◆ Your goal: Within the entries below, count the lines that hold the string "RegisterRequest" and give only that number.
Provided records START
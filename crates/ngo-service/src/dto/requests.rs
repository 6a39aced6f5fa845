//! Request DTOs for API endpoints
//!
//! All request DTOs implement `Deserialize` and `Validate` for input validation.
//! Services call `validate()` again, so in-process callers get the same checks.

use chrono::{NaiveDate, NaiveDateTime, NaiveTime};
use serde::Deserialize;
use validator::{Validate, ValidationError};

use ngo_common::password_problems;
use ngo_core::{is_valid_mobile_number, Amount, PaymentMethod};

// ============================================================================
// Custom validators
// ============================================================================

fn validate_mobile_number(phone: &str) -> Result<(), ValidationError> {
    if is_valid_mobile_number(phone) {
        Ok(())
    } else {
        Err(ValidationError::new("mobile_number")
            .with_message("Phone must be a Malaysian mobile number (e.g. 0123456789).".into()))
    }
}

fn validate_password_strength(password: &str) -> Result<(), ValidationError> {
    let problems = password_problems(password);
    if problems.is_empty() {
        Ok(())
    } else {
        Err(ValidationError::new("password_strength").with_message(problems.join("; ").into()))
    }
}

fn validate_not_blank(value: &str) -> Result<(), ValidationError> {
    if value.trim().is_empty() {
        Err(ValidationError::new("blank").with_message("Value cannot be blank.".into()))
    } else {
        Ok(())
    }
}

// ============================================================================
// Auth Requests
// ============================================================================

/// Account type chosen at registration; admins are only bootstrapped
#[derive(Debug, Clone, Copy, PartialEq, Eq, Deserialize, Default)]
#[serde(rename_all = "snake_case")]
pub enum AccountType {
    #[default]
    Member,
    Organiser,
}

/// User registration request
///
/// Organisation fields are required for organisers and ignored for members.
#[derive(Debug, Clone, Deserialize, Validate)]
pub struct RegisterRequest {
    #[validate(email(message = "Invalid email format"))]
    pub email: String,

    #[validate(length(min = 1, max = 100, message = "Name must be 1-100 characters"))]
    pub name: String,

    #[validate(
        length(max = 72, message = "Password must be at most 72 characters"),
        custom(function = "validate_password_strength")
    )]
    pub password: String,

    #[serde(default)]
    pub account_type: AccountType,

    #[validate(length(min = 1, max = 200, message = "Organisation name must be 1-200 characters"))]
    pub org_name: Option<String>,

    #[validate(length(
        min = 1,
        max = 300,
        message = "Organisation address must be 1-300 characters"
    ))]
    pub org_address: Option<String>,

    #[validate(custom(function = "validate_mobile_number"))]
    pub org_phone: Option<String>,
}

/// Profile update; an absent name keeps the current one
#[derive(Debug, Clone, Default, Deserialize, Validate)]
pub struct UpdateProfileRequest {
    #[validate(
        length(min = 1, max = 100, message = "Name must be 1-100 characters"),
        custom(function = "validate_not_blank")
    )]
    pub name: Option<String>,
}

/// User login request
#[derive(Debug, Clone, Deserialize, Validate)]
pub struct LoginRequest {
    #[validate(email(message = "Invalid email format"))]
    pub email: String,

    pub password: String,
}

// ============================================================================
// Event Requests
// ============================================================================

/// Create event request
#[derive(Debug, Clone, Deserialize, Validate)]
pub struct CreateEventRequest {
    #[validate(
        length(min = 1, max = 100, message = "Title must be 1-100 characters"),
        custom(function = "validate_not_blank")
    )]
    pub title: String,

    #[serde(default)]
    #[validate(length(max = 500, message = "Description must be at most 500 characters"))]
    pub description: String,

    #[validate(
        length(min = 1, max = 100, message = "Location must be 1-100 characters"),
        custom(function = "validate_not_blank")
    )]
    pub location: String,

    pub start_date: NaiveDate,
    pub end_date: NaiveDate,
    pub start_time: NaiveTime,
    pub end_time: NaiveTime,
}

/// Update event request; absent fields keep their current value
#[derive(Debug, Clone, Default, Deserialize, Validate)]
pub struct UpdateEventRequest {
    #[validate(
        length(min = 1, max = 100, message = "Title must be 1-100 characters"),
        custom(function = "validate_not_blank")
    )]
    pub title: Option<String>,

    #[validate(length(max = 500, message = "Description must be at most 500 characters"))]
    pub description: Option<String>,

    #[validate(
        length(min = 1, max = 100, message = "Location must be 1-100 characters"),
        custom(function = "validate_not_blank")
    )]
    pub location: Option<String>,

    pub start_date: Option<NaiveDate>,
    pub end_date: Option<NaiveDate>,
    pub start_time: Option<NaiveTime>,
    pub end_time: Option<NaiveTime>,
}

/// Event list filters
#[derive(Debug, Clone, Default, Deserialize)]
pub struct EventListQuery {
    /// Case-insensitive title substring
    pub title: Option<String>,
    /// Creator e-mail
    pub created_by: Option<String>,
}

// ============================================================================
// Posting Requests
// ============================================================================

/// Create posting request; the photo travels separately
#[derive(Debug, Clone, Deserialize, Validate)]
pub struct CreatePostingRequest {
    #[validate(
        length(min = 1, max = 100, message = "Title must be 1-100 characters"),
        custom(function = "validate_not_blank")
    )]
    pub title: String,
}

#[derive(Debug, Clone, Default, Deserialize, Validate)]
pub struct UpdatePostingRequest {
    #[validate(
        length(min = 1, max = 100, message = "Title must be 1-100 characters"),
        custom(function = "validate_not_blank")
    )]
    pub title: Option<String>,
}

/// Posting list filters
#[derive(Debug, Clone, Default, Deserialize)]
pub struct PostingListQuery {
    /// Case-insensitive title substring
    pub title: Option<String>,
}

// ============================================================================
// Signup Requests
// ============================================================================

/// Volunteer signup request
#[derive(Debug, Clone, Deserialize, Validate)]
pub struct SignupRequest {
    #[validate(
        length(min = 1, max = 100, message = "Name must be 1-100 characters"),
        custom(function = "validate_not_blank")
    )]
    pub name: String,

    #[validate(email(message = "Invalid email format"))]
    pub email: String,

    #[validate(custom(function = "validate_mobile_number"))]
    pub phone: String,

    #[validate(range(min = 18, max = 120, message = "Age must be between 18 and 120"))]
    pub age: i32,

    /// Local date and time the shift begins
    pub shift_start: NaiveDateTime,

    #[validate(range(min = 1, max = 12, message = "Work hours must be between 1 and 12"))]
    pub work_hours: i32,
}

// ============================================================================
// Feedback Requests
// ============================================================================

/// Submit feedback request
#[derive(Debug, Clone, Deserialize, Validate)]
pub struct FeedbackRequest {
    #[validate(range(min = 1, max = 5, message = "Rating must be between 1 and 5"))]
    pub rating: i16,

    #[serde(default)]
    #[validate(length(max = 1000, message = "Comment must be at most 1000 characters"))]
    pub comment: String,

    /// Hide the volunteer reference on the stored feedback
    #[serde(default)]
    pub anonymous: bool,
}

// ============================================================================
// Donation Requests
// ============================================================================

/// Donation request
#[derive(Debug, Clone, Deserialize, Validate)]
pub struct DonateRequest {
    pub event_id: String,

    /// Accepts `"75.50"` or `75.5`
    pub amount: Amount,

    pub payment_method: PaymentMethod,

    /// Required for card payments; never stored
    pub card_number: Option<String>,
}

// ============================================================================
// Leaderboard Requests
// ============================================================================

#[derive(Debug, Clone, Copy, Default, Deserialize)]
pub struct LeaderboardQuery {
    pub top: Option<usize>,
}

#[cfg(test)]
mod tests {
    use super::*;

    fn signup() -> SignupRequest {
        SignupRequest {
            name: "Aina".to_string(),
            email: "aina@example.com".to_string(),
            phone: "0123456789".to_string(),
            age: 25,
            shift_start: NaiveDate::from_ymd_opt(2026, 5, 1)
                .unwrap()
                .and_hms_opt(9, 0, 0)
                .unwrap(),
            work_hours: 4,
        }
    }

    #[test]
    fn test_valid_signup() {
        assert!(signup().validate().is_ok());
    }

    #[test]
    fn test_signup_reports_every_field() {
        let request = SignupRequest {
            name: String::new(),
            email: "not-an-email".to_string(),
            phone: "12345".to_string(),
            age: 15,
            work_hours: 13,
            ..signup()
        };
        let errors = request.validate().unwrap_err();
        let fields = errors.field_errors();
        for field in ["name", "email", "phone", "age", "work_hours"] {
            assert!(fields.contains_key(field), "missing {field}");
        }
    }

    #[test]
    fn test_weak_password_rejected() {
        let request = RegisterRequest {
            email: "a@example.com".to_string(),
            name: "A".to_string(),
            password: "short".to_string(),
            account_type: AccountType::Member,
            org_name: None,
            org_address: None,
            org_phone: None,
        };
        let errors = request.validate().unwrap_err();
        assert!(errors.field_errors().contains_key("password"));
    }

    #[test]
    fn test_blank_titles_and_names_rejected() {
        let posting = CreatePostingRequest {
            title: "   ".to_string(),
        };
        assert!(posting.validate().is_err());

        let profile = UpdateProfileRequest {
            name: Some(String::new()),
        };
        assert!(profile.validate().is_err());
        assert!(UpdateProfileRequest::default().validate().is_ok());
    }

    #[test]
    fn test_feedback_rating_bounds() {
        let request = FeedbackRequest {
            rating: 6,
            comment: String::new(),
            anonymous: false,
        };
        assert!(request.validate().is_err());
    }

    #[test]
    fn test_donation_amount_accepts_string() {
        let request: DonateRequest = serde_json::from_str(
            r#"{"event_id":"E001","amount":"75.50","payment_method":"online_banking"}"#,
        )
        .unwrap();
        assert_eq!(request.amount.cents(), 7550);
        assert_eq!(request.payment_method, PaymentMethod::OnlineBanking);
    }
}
Provided records END
Provided records START
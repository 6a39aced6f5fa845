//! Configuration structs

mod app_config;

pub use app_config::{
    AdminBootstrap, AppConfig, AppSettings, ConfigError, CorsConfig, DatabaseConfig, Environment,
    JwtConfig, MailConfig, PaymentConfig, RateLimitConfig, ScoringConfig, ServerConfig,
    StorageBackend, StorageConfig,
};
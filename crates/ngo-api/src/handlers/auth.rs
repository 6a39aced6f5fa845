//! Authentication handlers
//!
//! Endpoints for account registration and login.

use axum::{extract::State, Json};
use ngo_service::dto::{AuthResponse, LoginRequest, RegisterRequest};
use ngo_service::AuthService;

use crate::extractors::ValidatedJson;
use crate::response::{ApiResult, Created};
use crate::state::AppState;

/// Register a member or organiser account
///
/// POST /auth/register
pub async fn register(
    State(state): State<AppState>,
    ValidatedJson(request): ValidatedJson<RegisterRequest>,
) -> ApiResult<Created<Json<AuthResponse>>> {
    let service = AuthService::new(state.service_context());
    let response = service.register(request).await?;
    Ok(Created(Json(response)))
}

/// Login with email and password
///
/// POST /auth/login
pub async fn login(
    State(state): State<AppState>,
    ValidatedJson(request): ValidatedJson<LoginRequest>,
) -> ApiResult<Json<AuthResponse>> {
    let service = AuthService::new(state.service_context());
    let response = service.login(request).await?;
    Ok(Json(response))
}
Provided records END
◆ Exercise result: 4